Tuesday, 8 February 2011

Lush Lamb in ONLY 5 Hours!

Apart from when given the chance to gnaw on juicy pink lamb chops up a mountain in the French Pyranees, too hungry to bother to loosen my ski boots, I truly believe that slow cooked lamb is the way forward. Absolutely minimal effort, maximum output, in the form of melty soft threads of baby sheep, no worrying about timing and will it be pink enough anxiety. mind you I think the same about most pork but that's already been covered, and will no doubt be again.

Lamb shoulder pre-oven

It really excites me when I have people who love food round for some tucker, it encourages me to really make an effort as I know it will be appreciated. This isn't effort in the form of spun sugar nests and fennel cappucinos (whatEVER!) but in food that tastes so good you keep delving in for more, going to loosen the top button  on your jeans only to find you already did it twenty minutes ago. Whoops.

Saturday lunch is a happy casual affair, nothing poncey, just good food and wine and lots of it (sent Boyfriend out to get some wine, in a slightly sleepy haze he came back with one bottle. GET BACK TO THE BOTTLE SHOP NOW, BOY!) Also, I didn't want to be running round (you can't actually run around my kitchen, more sidestep up and down rapidly) the kitchen all day, but relaxing with the lovely people in my house. We were lucky enough to be at another mates' house for dinner on friday night so no opportunity for preparation really, hence my genius plan of setting my alarm for 8am on Saturday morning, sorting the lamb out and putting it in the oven, then scrambling back into bed. Aaaaaaah.

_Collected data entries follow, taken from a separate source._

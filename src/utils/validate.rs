use once_cell::sync::Lazy;
use regex::Regex;

static USERNAME_RE: Lazy<Regex> =
    Lazy::new(|| Regex::new(r"^[A-Za-z0-9_-]+$").expect("Invalid username regex"));

static EMAIL_RE: Lazy<Regex> = Lazy::new(|| {
    Regex::new(r"^[A-Za-z0-9._%+-]+@[A-Za-z0-9.-]+\.[A-Z|a-z]{2,}$").expect("Invalid email regex")
});

pub fn validate_username(username: &str) -> Result<(), &'static str> {
    // 用户名长度校验：3 <= x <= 32
    if username.len() < 3 || username.len() > 32 {
        return Err("Username length must be between 3 and 32 characters");
    }
    // 用户名格式校验：只能包含字母、数字、下划线或连字符
    if !USERNAME_RE.is_match(username) {
        return Err("Username must contain only letters, numbers, underscores or hyphens");
    }
    Ok(())
}

pub fn validate_email(email: &str) -> Result<(), &'static str> {
    if !EMAIL_RE.is_match(email) {
        return Err("Email format is invalid");
    }
    Ok(())
}

/// 密码策略验证结果
#[derive(Debug, Clone)]
pub struct PasswordValidationResult {
    pub is_valid: bool,
    pub errors: Vec<&'static str>,
}

impl PasswordValidationResult {
    pub fn error_message(&self) -> String {
        self.errors.join("; ")
    }
}

/// 验证密码是否符合安全策略
///
/// 策略要求：
/// - 最小长度：8 字符
/// - 必须包含：字母 + 数字
pub fn validate_password(password: &str) -> PasswordValidationResult {
    let mut errors = Vec::new();

    if password.len() < 8 {
        errors.push("Password must be at least 8 characters long");
    }

    if !password.chars().any(|c| c.is_ascii_alphabetic()) {
        errors.push("Password must contain at least one letter");
    }

    if !password.chars().any(|c| c.is_ascii_digit()) {
        errors.push("Password must contain at least one digit");
    }

    // 常见弱密码检查
    let weak_passwords = [
        "password",
        "12345678",
        "123456789",
        "qwerty123",
        "admin123",
        "password1",
        "Password1",
        "Abcd1234",
    ];
    if weak_passwords
        .iter()
        .any(|&weak| password.eq_ignore_ascii_case(weak))
    {
        errors.push("Password is too common, please choose a stronger password");
    }

    PasswordValidationResult {
        is_valid: errors.is_empty(),
        errors,
    }
}

/// 简化的密码验证（返回 Result）
pub fn validate_password_simple(password: &str) -> Result<(), String> {
    let result = validate_password(password);
    if result.is_valid {
        Ok(())
    } else {
        Err(result.error_message())
    }
}

#[cfg(test)]
mod tests {
    use super::*;

    #[test]
    fn test_valid_password() {
        assert!(validate_password("learning42").is_valid);
        assert!(validate_password("S3curePass").is_valid);
    }

    #[test]
    fn test_short_password() {
        let result = validate_password("ab1");
        assert!(!result.is_valid);
        assert!(
            result
                .errors
                .contains(&"Password must be at least 8 characters long")
        );
    }

    #[test]
    fn test_password_without_digit() {
        let result = validate_password("onlyletters");
        assert!(!result.is_valid);
        assert!(
            result
                .errors
                .contains(&"Password must contain at least one digit")
        );
    }

    #[test]
    fn test_weak_password_rejected() {
        assert!(!validate_password("Password1").is_valid);
        assert!(!validate_password("12345678").is_valid);
    }

    #[test]
    fn test_username_rules() {
        assert!(validate_username("ms_chen").is_ok());
        assert!(validate_username("ab").is_err());
        assert!(validate_username("bad name").is_err());
    }

    #[test]
    fn test_email_rules() {
        assert!(validate_email("parent@example.com").is_ok());
        assert!(validate_email("not-an-email").is_err());
    }
}
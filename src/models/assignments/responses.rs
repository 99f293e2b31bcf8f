use serde::{Deserialize, Serialize};

use super::entities::Assignment;
use crate::models::PaginationInfo;
use crate::models::submissions::entities::SubmissionStatus;

// 作业列表响应（教师/管理员视角）
#[derive(Debug, Clone, Serialize, Deserialize)]
pub struct AssignmentListResponse {
    pub items: Vec<Assignment>,
    pub pagination: PaginationInfo,
}

// 作业详情响应（教师/管理员视角，含指派名单）
#[derive(Debug, Clone, Serialize, Deserialize)]
pub struct AssignmentDetailResponse {
    #[serde(flatten)]
    pub assignment: Assignment,
    pub assigned_to: Vec<i64>,
}

// 学生视角的作业条目，附带截止状态注解
#[derive(Debug, Clone, Serialize, Deserialize)]
pub struct StudentAssignmentItem {
    #[serde(flatten)]
    pub assignment: Assignment,
    pub submission_status: Option<SubmissionStatus>,
    pub is_overdue: bool,
    pub days_until_due: i64,
}

// 学生作业列表响应
#[derive(Debug, Clone, Serialize, Deserialize)]
pub struct StudentAssignmentListResponse {
    pub items: Vec<StudentAssignmentItem>,
    pub pagination: PaginationInfo,
}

Lamb post-oven with the cous cous
This recipe for Morroccan inspired lamb (sort of) tagine feeds four very generously. Pre-heat oven to 230. In a mini wizzer, combine the skin (definately not flesh) of a large preserved lemon, or a few small ones, 3 inches roughly chopped ginger, 8 garlic cloves, small bunch of coriander, 1 large roughly chopped onion, 1tbsp freshly toasted (in a dry frying pan) and ground cumin seeds, a tsp salt and big glub of olive oil, and wizz until you have a nice paste. Doesn't have to be perfectly smooth. Give the paste a good sniff, it's heaven. Place a shoulder of lamb (mine was from Dorset, his name was Steve and he weighed about 1.7kg I think) in a big casserole dish and pour over the paste. Top with a big chunk of butter. Cut out a circle of baking parchment the same size as the dish and pop on top of the lamb, take a piece of foil and place over the top of the dish and put the lid on tightly, over the foil. Put the dish in the oven, immediately turning the head down to 140 and cook for about 5 hours. And that is it. Literally. Do check it every now and again to see it's not burning, I left mine about half an hour too long and it did go a little burny, but still tasted ace. When it's ready, shred it up with two forks, just like you do with Peking duck. Serve with roasted veg tossed in cous cous with some harissa, more ground cumin seeds, chopped coriander and lemon.

Serve with plentiful red wine and ideally sit around the table picking away until no-one can move. Whether that's due to over-eating or too much wine, or both, is entirely up to you.